AutoPatchBench is introduced as a benchmark for AI automated repair of vulnerabilities found through fuzzing, facilitating objective evaluation of AI program repair systems.
It aims to enhance the development of more secure solutions and promote collaboration within the security community.
It includes 136 C/C++ vulnerabilities, verified fixes, and aims to evaluate AI-driven repair tools effectively.
AutoPatchBench aims to automate the process of fixing fuzzing-found vulnerabilities by utilizing AI's efficiency in analyzing and proposing solutions.
It involves steps like analyzing crashes, pinpointing root causes, patching code, and verifying fix accuracy.
AutoPatchBench overcomes challenges in AI-driven program repair by creating a specific benchmark for fuzzing-found vulnerabilities.
It includes a curated subset from the ARVO dataset, focusing on C/C++ vulnerabilities with automated verification processes.

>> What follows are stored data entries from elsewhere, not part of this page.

//! Gregorian calendar helpers shared by range resolution and drill-down.
//!
//! Every helper validates its inputs through `chrono` and reports
//! out-of-range fields as [`Error::OutOfRange`] instead of panicking.

use chrono::{Datelike, Months, NaiveDate};

use crate::error::{Error, Result};

/// January 1 of `year`.
pub fn year_start(year: i32) -> Result<NaiveDate> {
    NaiveDate::from_ymd_opt(year, 1, 1).ok_or_else(|| Error::out_of_range("year", year))
}

/// The first day of `month` in `year`.
pub fn month_start(year: i32, month: u32) -> Result<NaiveDate> {
    if !(1..=12).contains(&month) {
        return Err(Error::out_of_range("month", month));
    }
    NaiveDate::from_ymd_opt(year, month, 1).ok_or_else(|| Error::out_of_range("year", year))
}

/// A full calendar date, validating each field in turn.
pub fn ymd(year: i32, month: u32, day: u32) -> Result<NaiveDate> {
    let first = month_start(year, month)?;
    if day == 0 || day > days_in_month(first)? {
        return Err(Error::out_of_range("day", day));
    }
    first
        .with_day(day)
        .ok_or_else(|| Error::out_of_range("day", day))
}

/// The first day of the month following the one `date` falls in.
///
/// Rolls December over into January of the next year.
pub fn next_month_start(date: NaiveDate) -> Result<NaiveDate> {
    first_of_month(date)
        .checked_add_months(Months::new(1))
        .ok_or_else(|| Error::Overflow(format!("no month after {}", date.format("%Y-%m"))))
}

/// Truncate `date` to day 1 of its month.
#[must_use]
pub fn first_of_month(date: NaiveDate) -> NaiveDate {
    // Day 1 exists in every month of every representable year.
    date - chrono::Duration::days(i64::from(date.day0()))
}

/// Truncate `date` to January 1 of its year.
#[must_use]
pub fn first_of_year(date: NaiveDate) -> NaiveDate {
    date - chrono::Duration::days(i64::from(date.ordinal0()))
}

/// Number of days in the month `date` falls in (28 to 31).
pub fn days_in_month(date: NaiveDate) -> Result<u32> {
    let next = next_month_start(date)?;
    let days = next.signed_duration_since(first_of_month(date)).num_days();
    u32::try_from(days).map_err(|_| Error::other(format!("bad month length {days}")))
}
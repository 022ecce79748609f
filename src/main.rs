//! Wordlist Query CLI
//!
//! Command-line front-end for the dictionary queries.

use std::process;

use wordlist_query::{Dictionary, OverflowPolicy, WordStatus, ALPHABET, LONGEST_WORD};

const USAGE_TEXT: &str = include_str!("text/usage.txt");

fn fail(message: impl std::fmt::Display) -> ! {
    eprintln!("{}", message);
    process::exit(1);
}

fn usage_error(usage: &str) -> ! {
    eprintln!("Usage: wordlist-query {}", usage);
    eprintln!("Use --help for usage information.");
    process::exit(1);
}

fn run_check(dictionary: &Dictionary, words: &[String]) {
    if words.is_empty() {
        usage_error("check <dictionary> <word>...");
    }
    let statuses = dictionary
        .spell_check_all(words)
        .unwrap_or_else(|e| fail(e));

    for (word, status) in words.iter().zip(statuses) {
        match status {
            WordStatus::Found => println!("{:<20} ✓ found", word),
            WordStatus::NotFound => println!("{:<20} ✗ not found", word),
        }
    }
}

fn run_starts(dictionary: &Dictionary, letter: Option<&String>) {
    let mut chars = match letter {
        Some(s) => s.chars(),
        None => usage_error("starts <dictionary> <letter>"),
    };
    let letter = match (chars.next(), chars.next()) {
        (Some(c), None) => c,
        _ => fail("Letter must be a single character."),
    };

    let count = dictionary
        .words_starting_with(letter)
        .unwrap_or_else(|e| fail(e));
    println!(
        "{} word(s) start with '{}'",
        count,
        wordlist_query::to_upper(&letter.to_string())
    );
}

fn run_letters(dictionary: &Dictionary) {
    let counts = dictionary.letter_counts().unwrap_or_else(|e| fail(e));
    let total: u64 = counts.iter().sum();

    println!("{:>6} {:>10}", "Letter", "Words");
    println!("{}", "-".repeat(17));
    for (letter, count) in ALPHABET.iter().zip(counts) {
        println!("{:>6} {:>10}", letter, count);
    }
    println!("{}", "-".repeat(17));
    println!("{:>6} {:>10}", "Total", total);
}

fn run_lengths(dictionary: &Dictionary, max: Option<&String>) {
    let max_length: u8 = match max {
        Some(s) => s
            .parse()
            .unwrap_or_else(|_| fail("Max length must be a number from 0 to 255.")),
        None => LONGEST_WORD as u8,
    };

    let mut histogram = vec![0u64; usize::from(max_length) + 1];
    dictionary
        .word_lengths(&mut histogram, max_length)
        .unwrap_or_else(|e| fail(e));

    let biggest = histogram.iter().copied().max().unwrap_or(0).max(1);
    println!("{:>6} {:>10}", "Length", "Words");
    println!("{}", "-".repeat(17));
    for (length, &count) in histogram.iter().enumerate().skip(1) {
        if count == 0 {
            continue;
        }
        let bar = "█".repeat(((count * 40 / biggest) as usize).max(1));
        println!("{:>6} {:>10} {}", length, count, bar);
    }
    if histogram[0] > 0 {
        println!("Blank lines: {}", histogram[0]);
    }
}

fn run_info(dictionary: &Dictionary) {
    let info = dictionary.info().unwrap_or_else(|e| fail(e));
    println!("Dictionary: {}", dictionary.path().display());
    println!("  Words: {}", info.count);
    println!("  Shortest word: {} characters", info.shortest);
    println!("  Longest word: {} characters", info.longest);
}

fn main() {
    env_logger::init();

    let mut policy = OverflowPolicy::default();
    let mut args: Vec<String> = Vec::new();
    for arg in std::env::args().skip(1) {
        match arg.as_str() {
            "--help" | "-h" => {
                println!("{}", USAGE_TEXT);
                return;
            }
            "--truncate" => policy = OverflowPolicy::Truncate,
            "--skip" => policy = OverflowPolicy::Skip,
            _ => args.push(arg),
        }
    }

    if args.len() < 2 {
        println!("{}", USAGE_TEXT);
        process::exit(1);
    }

    let dictionary = Dictionary::new(&args[1]).with_overflow_policy(policy);

    match args[0].as_str() {
        "check" | "c" => run_check(&dictionary, &args[2..]),
        "starts" | "s" => run_starts(&dictionary, args.get(2)),
        "letters" | "l" => run_letters(&dictionary),
        "lengths" | "len" => run_lengths(&dictionary, args.get(2)),
        "info" | "i" => run_info(&dictionary),
        other => {
            eprintln!("Unknown command: {}", other);
            eprintln!("Use --help for usage information.");
            process::exit(1);
        }
    }
}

The benchmark emphasizes criteria like valid vulnerability, reproducibility, stack trace, compilation success, and more for robust evaluation.
AutoPatchBench-Lite subset focuses on simpler vulnerabilities to cater to tools in early stages of development.
The process involves patch generation, post-verification with fuzzing and differential testing, and considerations for improving patch accuracy.